Spatiotemporally Non-Uniform Ca(2+) Dynamics of Cardiac Purkinje Fibers in Mouse Myocardial Infarct.

Surviving Purkinje fibers in myocardial infarct are regarded as an important substrate in arrhythmogenesis. However, poorly understood are functional properties of Purkinje fibers in the infarcted heart. We sought to visualize intracellular Ca(2+) ([Ca(2+)](i)) dynamics of Purkinje fiber networks in the mouse myocardial infarct. Using 3- to 4-day-old or 7- to 9-day-old infarcted hearts after the left coronary-artery ligation corresponding, respectively, to acute or healing phase, we conducted rapid fluo4-fluorescence imaging on the endocardial surface of the left ventricular septum by macro-zoom fluorescence microscopy and rapid-scanning confocal microscopy.

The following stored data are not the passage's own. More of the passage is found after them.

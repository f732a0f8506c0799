use axum::{
    extract::Request,
    http::{header::AUTHORIZATION, Method},
    middleware::Next,
    response::Response,
};
use clinic_core::auth::extract_bearer;
use clinic_core::types::{Role, User};
use clinic_core::{AuthFailure, ClinicError};
use tracing;

use crate::error::ApiError;
use crate::state::Services;

const PUBLIC_PATHS: &[&str] = &[
    "/health",
    "/auth/login",
    "/auth/register",
    "/auth/external-login",
    "/auth/external-register",
];

/// The caller resolved from the bearer token, re-read from the store on
/// every request.
#[derive(Debug, Clone)]
pub struct CurrentUser(pub User);

/// Role implied by the path prefix.
fn required_role(path: &str) -> Role {
    if path.starts_with("/admin/") {
        Role::Admin
    } else if path.starts_with("/doctor/") {
        Role::Doctor
    } else {
        Role::Patient
    }
}

pub async fn auth_middleware(mut req: Request, next: Next) -> Result<Response, ApiError> {
    if req.method() == Method::OPTIONS || PUBLIC_PATHS.contains(&req.uri().path()) {
        return Ok(next.run(req).await);
    }
    let role = required_role(req.uri().path());

    let services = req
        .extensions()
        .get::<Services>()
        .cloned()
        .ok_or_else(|| ClinicError::Internal(anyhow::anyhow!("services extension missing")))?;

    // Owned copy: the request must not stay borrowed across the await.
    let token = {
        let header = req.headers().get(AUTHORIZATION).and_then(|h| h.to_str().ok());
        extract_bearer(header).map(str::to_string)
    };
    let Some(token) = token else {
        tracing::debug!("Missing bearer token for {}", req.uri().path());
        return Err(AuthFailure::MissingToken.into());
    };

    let user = services.identity.resolve(&token).await?;
    services.identity.authorize(&user, role)?;

    tracing::debug!("Authenticated user {}", user.id);
    req.extensions_mut().insert(CurrentUser(user));

    Ok(next.run(req).await)
}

In contrast with the intact heart, where uniform Ca(2+) transients propagated rapidly, the infarcted heart exhibited slow, non-uniform impulse propagations. On confocal microscopy, Purkinje fibers in the peri-infarct zone exhibited non-uniform [Ca(2+)](i) dynamics: beat-to-beat alternans of the Ca(2+) transient amplitude in and among the individual fibers, whereas the intact fibers exhibited uniform Ca(2+) transients. Such non-uniform [Ca(2+)](i) dynamics were more conspicuous in the acute infarcted hearts than in the healing ones. In accordance with [Ca(2+)](i) dynamics, fixed fluo4-loaded heart preparations exhibited definitive connexin-40 plaques in the peri-infarct Purkinje fibers, whereas the subjacent myocardium presented coagulative necrosis and granulation tissues, respectively. The surviving Purkinje fibers in the peri-infarct zone exhibited non-uniform [Ca(2+)](i) dynamics, which may lead to arrhythmogenesis.